Start of Block
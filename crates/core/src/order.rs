//! Basket-to-order conversion rules.

use thiserror::Error;

use crate::basket::LineQuantity;
use crate::types::{BasketStatus, ProductId, UserId};

/// Why a basket cannot be converted into an order.
#[derive(Debug, Clone, Copy, PartialEq, Eq, Error)]
pub enum ConversionError {
    /// Orders always belong to a user; anonymous baskets must be merged first.
    #[error("cannot create an order from a basket without a user")]
    NoUser,
    /// The basket was already submitted.
    #[error("basket is not open")]
    NotOpen,
}

/// Check that a basket may be converted, returning the owning user.
///
/// # Errors
///
/// [`ConversionError::NoUser`] for anonymous baskets and
/// [`ConversionError::NotOpen`] for baskets already submitted.
pub const fn check_convertible(
    user: Option<UserId>,
    status: BasketStatus,
) -> Result<UserId, ConversionError> {
    let Some(user) = user else {
        return Err(ConversionError::NoUser);
    };
    if !matches!(status, BasketStatus::Open) {
        return Err(ConversionError::NotOpen);
    }
    Ok(user)
}

/// Expand basket lines into one product reference per physical unit.
///
/// Lines keep their order and each contributes exactly `quantity` entries.
/// Non-positive quantities contribute nothing.
#[must_use]
pub fn expand_lines(lines: &[LineQuantity]) -> Vec<ProductId> {
    lines
        .iter()
        .flat_map(|line| {
            let count = usize::try_from(line.quantity).unwrap_or(0);
            std::iter::repeat_n(line.product_id, count)
        })
        .collect()
}

#[cfg(test)]
mod tests {
    use super::*;
    use crate::types::BasketLineId;

    fn line(id: i32, product: i32, quantity: i32) -> LineQuantity {
        LineQuantity {
            line_id: BasketLineId::new(id),
            product_id: ProductId::new(product),
            quantity,
        }
    }

    #[test]
    fn test_expand_lines_repeats_each_product() {
        let lines = [line(1, 10, 3), line(2, 20, 1)];
        let expanded = expand_lines(&lines);

        assert_eq!(expanded.len(), 4);
        assert_eq!(
            expanded,
            vec![
                ProductId::new(10),
                ProductId::new(10),
                ProductId::new(10),
                ProductId::new(20)
            ]
        );
    }

    #[test]
    fn test_expand_lines_keeps_duplicate_rows_separate() {
        let lines = [line(1, 10, 2), line(2, 10, 1)];
        assert_eq!(expand_lines(&lines).len(), 3);
    }

    #[test]
    fn test_expand_lines_ignores_non_positive() {
        assert!(expand_lines(&[line(1, 10, 0), line(2, 11, -2)]).is_empty());
    }

    #[test]
    fn test_check_convertible() {
        let user = UserId::new(4);
        assert_eq!(check_convertible(Some(user), BasketStatus::Open), Ok(user));
        assert_eq!(
            check_convertible(None, BasketStatus::Open),
            Err(ConversionError::NoUser)
        );
        assert_eq!(
            check_convertible(Some(user), BasketStatus::Submitted),
            Err(ConversionError::NotOpen)
        );
    }
}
End of Block
Goal of the exercise. Which lines run from the first of the listing to the line containing "#[derive(Debug, Clone, Copy, PartialEq, Eq, Error)]"? Reproduce those exactly, both ends included.

Answer for the task.
filename crates/core/src/order.rs
//! Basket-to-order conversion rules.

use thiserror::Error;

use crate::basket::LineQuantity;
use crate::types::{BasketStatus, ProductId, UserId};

/// Why a basket cannot be converted into an order.
#[derive(Debug, Clone, Copy, PartialEq, Eq, Error)]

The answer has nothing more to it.